→ Exercise data:
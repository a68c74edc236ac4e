use chrono::{DateTime, Utc};
use serde::{Deserialize, Serialize};

use crate::entities::{
    category::Category,
    image::{ImageSource, SanityImage},
    nullable::null_as_default,
    slug::Slug,
};

// ───── Content Models ────────────────────────────────────────────────

#[derive(Debug, Clone, PartialEq, Serialize, Deserialize)]
#[serde(rename_all = "camelCase")]
pub struct BlogPost {
    #[serde(rename = "_id")]
    pub id: String,

    #[serde(default, deserialize_with = "null_as_default")]
    pub title: String,

    #[serde(default, deserialize_with = "null_as_default")]
    pub slug: Slug,

    #[serde(default, deserialize_with = "null_as_default")]
    pub excerpt: String,

    /// Portable Text body. Listings leave it out of the projection.
    #[serde(default, skip_serializing_if = "Option::is_none")]
    pub content: Option<Vec<ContentBlock>>,

    #[serde(default)]
    pub image: Option<ImageSource>,

    #[serde(default, deserialize_with = "null_as_default")]
    pub categories: Vec<Category>,

    /// Estimated minutes.
    #[serde(default, deserialize_with = "null_as_default")]
    pub reading_time: u32,

    #[serde(default, deserialize_with = "null_as_default")]
    pub featured: bool,

    #[serde(default)]
    pub published_at: Option<DateTime<Utc>>,

    #[serde(default, skip_serializing_if = "Option::is_none")]
    pub seo: Option<Seo>,
}

#[derive(Debug, Clone, Default, PartialEq, Serialize, Deserialize)]
#[serde(rename_all = "camelCase")]
pub struct Seo {
    #[serde(default, skip_serializing_if = "Option::is_none")]
    pub meta_title: Option<String>,

    #[serde(default, skip_serializing_if = "Option::is_none")]
    pub meta_description: Option<String>,
}

/// One Portable Text block. Unknown block types are kept as `Unknown` so a
/// new schema type in the studio never breaks rendering of a whole post.
#[derive(Debug, Clone, PartialEq, Serialize, Deserialize)]
#[serde(tag = "_type")]
pub enum ContentBlock {
    #[serde(rename = "block")]
    Text(TextBlock),

    #[serde(rename = "image")]
    Image(SanityImage),

    #[serde(rename = "code")]
    Code(CodeBlock),

    #[serde(other)]
    Unknown,
}

#[derive(Debug, Clone, PartialEq, Serialize, Deserialize)]
#[serde(rename_all = "camelCase")]
pub struct TextBlock {
    #[serde(default = "default_style", deserialize_with = "style_or_default")]
    pub style: String,

    #[serde(default, deserialize_with = "null_as_default")]
    pub children: Vec<Span>,

    #[serde(default, deserialize_with = "null_as_default")]
    pub mark_defs: Vec<MarkDef>,

    #[serde(default, skip_serializing_if = "Option::is_none")]
    pub list_item: Option<String>,

    #[serde(default, skip_serializing_if = "Option::is_none")]
    pub level: Option<u32>,
}

#[derive(Debug, Clone, PartialEq, Serialize, Deserialize)]
pub struct Span {
    #[serde(default, deserialize_with = "null_as_default")]
    pub text: String,

    /// Decorator names (`strong`, `em`, `code`...) or `_key`s of mark defs.
    #[serde(default, deserialize_with = "null_as_default")]
    pub marks: Vec<String>,
}

#[derive(Debug, Clone, PartialEq, Serialize, Deserialize)]
pub struct MarkDef {
    #[serde(rename = "_key")]
    pub key: String,

    #[serde(rename = "_type")]
    pub kind: String,

    #[serde(default, skip_serializing_if = "Option::is_none")]
    pub href: Option<String>,
}

#[derive(Debug, Clone, PartialEq, Serialize, Deserialize)]
pub struct CodeBlock {
    #[serde(default, skip_serializing_if = "Option::is_none")]
    pub language: Option<String>,

    #[serde(default, deserialize_with = "null_as_default")]
    pub code: String,

    #[serde(default, skip_serializing_if = "Option::is_none")]
    pub filename: Option<String>,
}

fn default_style() -> String {
    "normal".to_string()
}

fn style_or_default<'de, D>(deserializer: D) -> Result<String, D::Error>
where
    D: serde::Deserializer<'de>,
{
    Ok(Option::<String>::deserialize(deserializer)?.unwrap_or_else(default_style))
}

impl BlogPost {
    pub fn in_category(&self, category_slug: &str) -> bool {
        self.categories.iter().any(|c| c.slug.matches(category_slug))
    }

    pub fn meta_title(&self) -> &str {
        self.seo
            .as_ref()
            .and_then(|s| s.meta_title.as_deref())
            .filter(|t| !t.is_empty())
            .unwrap_or(&self.title)
    }

    pub fn meta_description(&self) -> &str {
        self.seo
            .as_ref()
            .and_then(|s| s.meta_description.as_deref())
            .filter(|d| !d.is_empty())
            .unwrap_or(&self.excerpt)
    }
}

→ Your goal:
Return the whole listing exactly.

→ Answer to this exercise:
repository a68c74edc236ac4e
use chrono::{DateTime, Utc};
use serde::{Deserialize, Serialize};

use crate::entities::{
    category::Category,
    image::{ImageSource, SanityImage},
    nullable::null_as_default,
    slug::Slug,
};

// ───── Content Models ────────────────────────────────────────────────

#[derive(Debug, Clone, PartialEq, Serialize, Deserialize)]
#[serde(rename_all = "camelCase")]
pub struct BlogPost {
    #[serde(rename = "_id")]
    pub id: String,

    #[serde(default, deserialize_with = "null_as_default")]
    pub title: String,

    #[serde(default, deserialize_with = "null_as_default")]
    pub slug: Slug,

    #[serde(default, deserialize_with = "null_as_default")]
    pub excerpt: String,

    /// Portable Text body. Listings leave it out of the projection.
    #[serde(default, skip_serializing_if = "Option::is_none")]
    pub content: Option<Vec<ContentBlock>>,

    #[serde(default)]
    pub image: Option<ImageSource>,

    #[serde(default, deserialize_with = "null_as_default")]
    pub categories: Vec<Category>,

    /// Estimated minutes.
    #[serde(default, deserialize_with = "null_as_default")]
    pub reading_time: u32,

    #[serde(default, deserialize_with = "null_as_default")]
    pub featured: bool,

    #[serde(default)]
    pub published_at: Option<DateTime<Utc>>,

    #[serde(default, skip_serializing_if = "Option::is_none")]
    pub seo: Option<Seo>,
}

#[derive(Debug, Clone, Default, PartialEq, Serialize, Deserialize)]
#[serde(rename_all = "camelCase")]
pub struct Seo {
    #[serde(default, skip_serializing_if = "Option::is_none")]
    pub meta_title: Option<String>,

    #[serde(default, skip_serializing_if = "Option::is_none")]
    pub meta_description: Option<String>,
}

/// One Portable Text block. Unknown block types are kept as `Unknown` so a
/// new schema type in the studio never breaks rendering of a whole post.
#[derive(Debug, Clone, PartialEq, Serialize, Deserialize)]
#[serde(tag = "_type")]
pub enum ContentBlock {
    #[serde(rename = "block")]
    Text(TextBlock),

    #[serde(rename = "image")]
    Image(SanityImage),

    #[serde(rename = "code")]
    Code(CodeBlock),

    #[serde(other)]
    Unknown,
}

#[derive(Debug, Clone, PartialEq, Serialize, Deserialize)]
#[serde(rename_all = "camelCase")]
pub struct TextBlock {
    #[serde(default = "default_style", deserialize_with = "style_or_default")]
    pub style: String,

    #[serde(default, deserialize_with = "null_as_default")]
    pub children: Vec<Span>,

    #[serde(default, deserialize_with = "null_as_default")]
    pub mark_defs: Vec<MarkDef>,

    #[serde(default, skip_serializing_if = "Option::is_none")]
    pub list_item: Option<String>,

    #[serde(default, skip_serializing_if = "Option::is_none")]
    pub level: Option<u32>,
}

#[derive(Debug, Clone, PartialEq, Serialize, Deserialize)]
pub struct Span {
    #[serde(default, deserialize_with = "null_as_default")]
    pub text: String,

    /// Decorator names (`strong`, `em`, `code`...) or `_key`s of mark defs.
    #[serde(default, deserialize_with = "null_as_default")]
    pub marks: Vec<String>,
}

#[derive(Debug, Clone, PartialEq, Serialize, Deserialize)]
pub struct MarkDef {
    #[serde(rename = "_key")]
    pub key: String,

    #[serde(rename = "_type")]
    pub kind: String,

    #[serde(default, skip_serializing_if = "Option::is_none")]
    pub href: Option<String>,
}

#[derive(Debug, Clone, PartialEq, Serialize, Deserialize)]
pub struct CodeBlock {
    #[serde(default, skip_serializing_if = "Option::is_none")]
    pub language: Option<String>,

    #[serde(default, deserialize_with = "null_as_default")]
    pub code: String,

    #[serde(default, skip_serializing_if = "Option::is_none")]
    pub filename: Option<String>,
}

fn default_style() -> String {
    "normal".to_string()
}

fn style_or_default<'de, D>(deserializer: D) -> Result<String, D::Error>
where
    D: serde::Deserializer<'de>,
{
    Ok(Option::<String>::deserialize(deserializer)?.unwrap_or_else(default_style))
}

impl BlogPost {
    pub fn in_category(&self, category_slug: &str) -> bool {
        self.categories.iter().any(|c| c.slug.matches(category_slug))
    }

    pub fn meta_title(&self) -> &str {
        self.seo
            .as_ref()
            .and_then(|s| s.meta_title.as_deref())
            .filter(|t| !t.is_empty())
            .unwrap_or(&self.title)
    }

    pub fn meta_description(&self) -> &str {
        self.seo
            .as_ref()
            .and_then(|s| s.meta_description.as_deref())
            .filter(|d| !d.is_empty())
            .unwrap_or(&self.excerpt)
    }
}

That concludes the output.